Renal ischemia-reperfusion (I/R) is the leading cause of acute kidney injury (AKI) and is a relevant complication of kidney transplantation. This work evaluated whether a single dose of cafestol (CAF) prevents I/R-induced AKI. We randomly divided male Wistar rats (180-220 g) into sham-operated groups (CTRL) or I/R surgery groups (I/R), which received either CAF 50 mg/kg or 75 mg/kg orally 2 h before the I/R procedure. During 24 h of reperfusion, rats were placed in metabolic cages for urine collection. The rats were euthanized, blood and urine were stored for renal function analyses, and the kidneys were collected for biochemical and histological studies. The I/R rats developed AKI, as evidenced by kidney damage (space between tubules, glomerular segmentation, and marked collagen accumulation throughout the renal tissue) and a decline in function and Na(+) handling: proteinuria (120% increase), elevated plasma urea nitrogen (40%) and plasma creatinine (66%), and reduced fractional Na(+) excretion (39%). These observations were associated with a 52% reduction in HIF-1α protein content and a 357% increase in matrix metalloproteinase (MMP)-9 activity.

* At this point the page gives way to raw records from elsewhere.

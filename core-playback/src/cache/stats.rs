//! Cache statistics and monitoring

use serde::{Deserialize, Serialize};

/// Snapshot of the resource cache.
#[derive(Debug, Clone, Default, PartialEq, Eq, Serialize, Deserialize)]
pub struct CacheStats {
    /// Number of persisted entries
    pub entries: usize,

    /// Bytes held by persisted entries
    pub total_bytes: u64,

    /// Configured upper bound for `total_bytes`
    pub budget_bytes: u64,

    /// Handles that are still resolvable (in use or cooling down)
    pub live_handles: usize,

    /// Resolves served from the in-memory handle table
    pub hits_memory: u64,

    /// Resolves served from the persistent byte store
    pub hits_persistent: u64,

    /// Resolves that went to the network
    pub misses: u64,

    /// Persisted entries removed to make room
    pub evictions: u64,
}

impl CacheStats {
    /// Calculate cache usage as a percentage of the budget.
    pub fn usage_percentage(&self) -> f64 {
        if self.budget_bytes == 0 {
            return 0.0;
        }

        (self.total_bytes as f64 / self.budget_bytes as f64) * 100.0
    }

    /// Returns true if the cache is near capacity (>90%).
    pub fn is_near_capacity(&self) -> bool {
        self.usage_percentage() > 90.0
    }

    /// Fraction of resolves that avoided the network.
    pub fn hit_ratio(&self) -> f64 {
        let hits = self.hits_memory + self.hits_persistent;
        let total = hits + self.misses;
        if total == 0 {
            return 0.0;
        }

        hits as f64 / total as f64
    }

    /// Bytes still available before eviction kicks in.
    pub fn headroom(&self) -> u64 {
        self.budget_bytes.saturating_sub(self.total_bytes)
    }
}

#[cfg(test)]
mod tests {
    use super::*;

    #[test]
    fn test_usage_and_headroom() {
        let stats = CacheStats {
            entries: 2,
            total_bytes: 95,
            budget_bytes: 100,
            ..Default::default()
        };

        assert_eq!(stats.usage_percentage(), 95.0);
        assert!(stats.is_near_capacity());
        assert_eq!(stats.headroom(), 5);
    }

    #[test]
    fn test_hit_ratio() {
        let stats = CacheStats {
            hits_memory: 2,
            hits_persistent: 1,
            misses: 1,
            ..Default::default()
        };
        assert_eq!(stats.hit_ratio(), 0.75);
        assert_eq!(CacheStats::default().hit_ratio(), 0.0);
    }
}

CAF decreased the urine volume and glomerulus area but increased MMP-9 protein content in CTRL. The treatment with CAF (75 mg/kg) prevented the impairment of renal function, alteration of cortical Na(+) transporters, and the fibrotic changes caused by the I/R process. In conclusion, while the data revealed potential side effects associated with the treatment, CAF proved effective in mitigating the alterations induced by the I/R process.